__TASK TO CARRY OUT__.
All lines below containing "membership" are to be listed.

__ENTRIES SUPPLIED__.
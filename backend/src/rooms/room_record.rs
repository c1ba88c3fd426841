// SPDX-FileCopyrightText: 2023 Phoenix R&D GmbH <hello@phnx.im>
//
// SPDX-License-Identifier: AGPL-3.0-or-later

use chrono::{DateTime, Utc};
use sqlx::{PgConnection, PgExecutor};

use cachet_common::{
    events::server::{RoomMember, RoomPayload},
    identifiers::{KeyVersion, RoomId},
};

use crate::errors::StorageError;

#[derive(Debug, Clone, sqlx::FromRow)]
#[cfg_attr(test, derive(PartialEq))]
pub struct RoomRecord {
    pub id: RoomId,
    pub name: Option<String>,
    pub is_group: bool,
    pub current_key_version: KeyVersion,
    pub rotation_pending: bool,
    pub created_at: DateTime<Utc>,
    pub updated_at: DateTime<Utc>,
}

impl RoomRecord {
    pub fn payload(&self, participants: Option<Vec<RoomMember>>, count: usize) -> RoomPayload {
        RoomPayload {
            id: self.id,
            name: self.name.clone(),
            is_group: self.is_group,
            current_key_version: self.current_key_version,
            created_at: self.created_at,
            updated_at: self.updated_at,
            participant_count: count,
            participants,
        }
    }
}

const ROOM_COLUMNS: &str =
    "id, name, is_group, current_key_version, rotation_pending, created_at, updated_at";

impl RoomRecord {
    pub(super) async fn insert(
        connection: impl PgExecutor<'_>,
        name: Option<&str>,
        is_group: bool,
    ) -> Result<RoomRecord, StorageError> {
        let room = sqlx::query_as::<_, RoomRecord>(&format!(
            "INSERT INTO rooms (name, is_group) VALUES ($1, $2) RETURNING {ROOM_COLUMNS}"
        ))
        .bind(name)
        .bind(is_group)
        .fetch_one(connection)
        .await?;
        Ok(room)
    }

    pub(super) async fn load(
        connection: impl PgExecutor<'_>,
        room_id: RoomId,
    ) -> Result<Option<RoomRecord>, StorageError> {
        let room = sqlx::query_as::<_, RoomRecord>(&format!(
            "SELECT {ROOM_COLUMNS} FROM rooms WHERE id = $1"
        ))
        .bind(room_id)
        .fetch_optional(connection)
        .await?;
        Ok(room)
    }

    /// Load the room row with a row lock. All membership changes and key
    /// installs for a room are serialised on this lock; two concurrent
    /// rotations therefore produce exactly one winner.
    pub(super) async fn load_for_update(
        connection: &mut PgConnection,
        room_id: RoomId,
    ) -> Result<Option<RoomRecord>, StorageError> {
        let room = sqlx::query_as::<_, RoomRecord>(&format!(
            "SELECT {ROOM_COLUMNS} FROM rooms WHERE id = $1 FOR UPDATE"
        ))
        .bind(room_id)
        .fetch_optional(connection)
        .await?;
        Ok(room)
    }

    pub(super) async fn set_rotation_pending(
        connection: impl PgExecutor<'_>,
        room_id: RoomId,
        pending: bool,
    ) -> Result<(), StorageError> {
        sqlx::query("UPDATE rooms SET rotation_pending = $2, updated_at = now() WHERE id = $1")
            .bind(room_id)
            .bind(pending)
            .execute(connection)
            .await?;
        Ok(())
    }

    /// Deleting the room cascades to participants, ledger entries and
    /// messages.
    pub(super) async fn delete(
        connection: impl PgExecutor<'_>,
        room_id: RoomId,
    ) -> Result<(), StorageError> {
        sqlx::query("DELETE FROM rooms WHERE id = $1")
            .bind(room_id)
            .execute(connection)
            .await?;
        Ok(())
    }
}
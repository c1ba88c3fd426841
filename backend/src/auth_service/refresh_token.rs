// SPDX-FileCopyrightText: 2024 Phoenix R&D GmbH <hello@phnx.im>
//
// SPDX-License-Identifier: AGPL-3.0-or-later

use chrono::{DateTime, Utc};
use sqlx::PgExecutor;
use uuid::Uuid;

use cachet_common::identifiers::UserId;

use crate::errors::StorageError;

/// Server-side record of an issued refresh token, addressed by its jti.
/// Mutated only to set `revoked`.
#[derive(Debug, Clone, sqlx::FromRow)]
pub struct RefreshTokenRecord {
    pub jti: Uuid,
    pub user_id: UserId,
    pub revoked: bool,
    pub expires_at: DateTime<Utc>,
    pub created_at: DateTime<Utc>,
}

impl RefreshTokenRecord {
    pub(crate) async fn store(
        connection: impl PgExecutor<'_>,
        jti: Uuid,
        user_id: UserId,
        expires_at: DateTime<Utc>,
    ) -> Result<(), StorageError> {
        sqlx::query("INSERT INTO refresh_tokens (jti, user_id, expires_at) VALUES ($1, $2, $3)")
            .bind(jti)
            .bind(user_id)
            .bind(expires_at)
            .execute(connection)
            .await?;
        Ok(())
    }

    pub(crate) async fn load(
        connection: impl PgExecutor<'_>,
        jti: Uuid,
    ) -> Result<Option<RefreshTokenRecord>, StorageError> {
        let record = sqlx::query_as::<_, RefreshTokenRecord>(
            "SELECT jti, user_id, revoked, expires_at, created_at
            FROM refresh_tokens WHERE jti = $1",
        )
        .bind(jti)
        .fetch_optional(connection)
        .await?;
        Ok(record)
    }

    pub(crate) async fn revoke(
        connection: impl PgExecutor<'_>,
        jti: Uuid,
    ) -> Result<(), StorageError> {
        sqlx::query("UPDATE refresh_tokens SET revoked = TRUE WHERE jti = $1")
            .bind(jti)
            .execute(connection)
            .await?;
        Ok(())
    }
}
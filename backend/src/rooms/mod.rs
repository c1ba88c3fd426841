// SPDX-FileCopyrightText: 2023 Phoenix R&D GmbH <hello@phnx.im>
//
// SPDX-License-Identifier: AGPL-3.0-or-later

//! Room and key lifecycle engine.
//!
//! The membership set of a room and the versioned ledger of wrapped keys
//! move in lockstep: every membership change installs (or demands) a new key
//! version covering exactly the participants. All mutations of one room are
//! serialised on the room row lock, so a rotation either wins outright or
//! fails with a version conflict.
//!
//! The service returns plain outcome structs; fan-out to live sessions is
//! the transport layer's business.

use std::collections::BTreeMap;

use sqlx::PgPool;

use async_trait::async_trait;

use cachet_common::{
    events::client::KeyEntry,
    identifiers::UserId,
    material::WrappedKey,
};

use crate::{
    service::{BackendService, ServiceCreationError},
    settings::Settings,
};

mod connect;
mod create;
mod errors;
mod history;
mod invite;
mod key_ledger;
mod leave;
mod membership;
mod message_record;
mod room_record;
mod rotate;
mod send_message;

pub use connect::ConnectSnapshot;
pub use create::CreatedRoom;
pub use errors::RoomError;
pub use invite::InviteOutcome;
pub use key_ledger::KeyLedgerEntry;
pub use leave::LeaveOutcome;
pub use message_record::MessageRecord;
pub use room_record::RoomRecord;
pub use rotate::RotationOutcome;
pub use send_message::AppendedMessage;

#[derive(Debug, Clone)]
pub struct RoomService {
    db_pool: PgPool,
}

#[async_trait]
impl BackendService for RoomService {
    async fn initialize(
        db_pool: PgPool,
        _settings: &Settings,
    ) -> Result<Self, ServiceCreationError> {
        Ok(Self { db_pool })
    }
}

impl RoomService {
    #[cfg(test)]
    pub(crate) fn new_for_test(db_pool: PgPool) -> Self {
        Self { db_pool }
    }

    pub(crate) fn pool(&self) -> &PgPool {
        &self.db_pool
    }
}

/// Collapse a client-supplied wrap list into a per-user map. Later entries
/// for the same user win.
fn wrap_map(entries: Vec<KeyEntry>) -> BTreeMap<UserId, WrappedKey> {
    entries
        .into_iter()
        .map(|entry| (entry.user_id, entry.encrypted_key))
        .collect()
}

#[cfg(test)]
pub(crate) mod test_support;

#[cfg(test)]
mod tests;
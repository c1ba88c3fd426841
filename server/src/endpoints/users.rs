// SPDX-FileCopyrightText: 2023 Phoenix R&D GmbH <hello@phnx.im>
//
// SPDX-License-Identifier: AGPL-3.0-or-later

//! Username search and public-key lookup, both access-token protected.

use actix_web::{
    web::{Data, Path, Query},
    HttpRequest, HttpResponse,
};
use serde::Deserialize;
use serde_json::json;

use cachet_backend::auth_service::{AuthService, UserRecord};
use cachet_common::{identifiers::UserId, SEARCH_PAGE_LIMIT, SEARCH_QUERY_MIN_LEN};

use super::bearer_token;

#[derive(Debug, Deserialize)]
pub(crate) struct SearchQuery {
    query: Option<String>,
    page: Option<i64>,
    per_page: Option<i64>,
}

#[tracing::instrument(name = "Search users", skip_all)]
pub(crate) async fn search_users(
    req: HttpRequest,
    query: Query<SearchQuery>,
    auth_service: Data<AuthService>,
) -> HttpResponse {
    if let Some(response) = require_access_token(&req, &auth_service).await {
        return response;
    }

    let needle = query.query.as_deref().unwrap_or("").trim().to_owned();
    if needle.is_empty() {
        return HttpResponse::BadRequest().json(json!({ "error": "Query parameter is required" }));
    }
    if needle.chars().count() < SEARCH_QUERY_MIN_LEN {
        return HttpResponse::BadRequest()
            .json(json!({ "error": "Query must be at least 2 characters long" }));
    }

    let page = query.page.unwrap_or(1).max(1);
    let per_page = match query.per_page.unwrap_or(10) {
        limit if (1..=SEARCH_PAGE_LIMIT).contains(&limit) => limit,
        _ => 10,
    };

    match auth_service
        .search_users(&needle, (page - 1) * per_page, per_page)
        .await
    {
        Ok((users, total_count)) => {
            let total_pages = (total_count + per_page - 1) / per_page;
            HttpResponse::Ok().json(json!({
                "users": users.iter().map(user_summary).collect::<Vec<_>>(),
                "pagination": {
                    "page": page,
                    "per_page": per_page,
                    "total_count": total_count,
                    "total_pages": total_pages,
                    "has_next": page < total_pages,
                    "has_prev": page > 1,
                },
            }))
        }
        Err(error) => {
            tracing::error!(%error, "user search failed");
            HttpResponse::InternalServerError().json(json!({ "error": "Internal server error" }))
        }
    }
}

/// Public-key lookup by user id or, failing an integer parse, by username.
#[tracing::instrument(name = "Get public key", skip_all)]
pub(crate) async fn public_key(
    req: HttpRequest,
    path: Path<String>,
    auth_service: Data<AuthService>,
) -> HttpResponse {
    if let Some(response) = require_access_token(&req, &auth_service).await {
        return response;
    }

    let selector = path.into_inner();
    let user = match selector.parse::<i64>() {
        Ok(id) => auth_service.user(UserId::new(id)).await,
        Err(_) => auth_service.user_by_username(&selector).await,
    };
    match user {
        Ok(Some(user)) => HttpResponse::Ok().json(user_summary(&user)),
        Ok(None) => HttpResponse::NotFound().json(json!({ "error": "User not found" })),
        Err(error) => {
            tracing::error!(%error, "public key lookup failed");
            HttpResponse::InternalServerError().json(json!({ "error": "Internal server error" }))
        }
    }
}

fn user_summary(user: &UserRecord) -> serde_json::Value {
    json!({
        "user_id": user.id,
        "username": user.username,
        "public_key": user.public_key,
    })
}

/// Returns the rejection response when the request carries no valid access
/// token.
async fn require_access_token(
    req: &HttpRequest,
    auth_service: &AuthService,
) -> Option<HttpResponse> {
    let Some(token) = bearer_token(req) else {
        return Some(
            HttpResponse::Unauthorized().json(json!({ "error": "Missing access token" })),
        );
    };
    match auth_service.verify_access_token(token).await {
        Ok(_) => None,
        Err(error) => {
            tracing::warn!(%error, "rejected access token");
            Some(HttpResponse::Unauthorized().json(json!({ "error": "Invalid access token" })))
        }
    }
}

__SOLUTION FOR THIS TASK__.
    /// Load the room row with a row lock. All membership changes and key
//! The membership set of a room and the versioned ledger of wrapped keys
//! move in lockstep: every membership change installs (or demands) a new key
mod membership;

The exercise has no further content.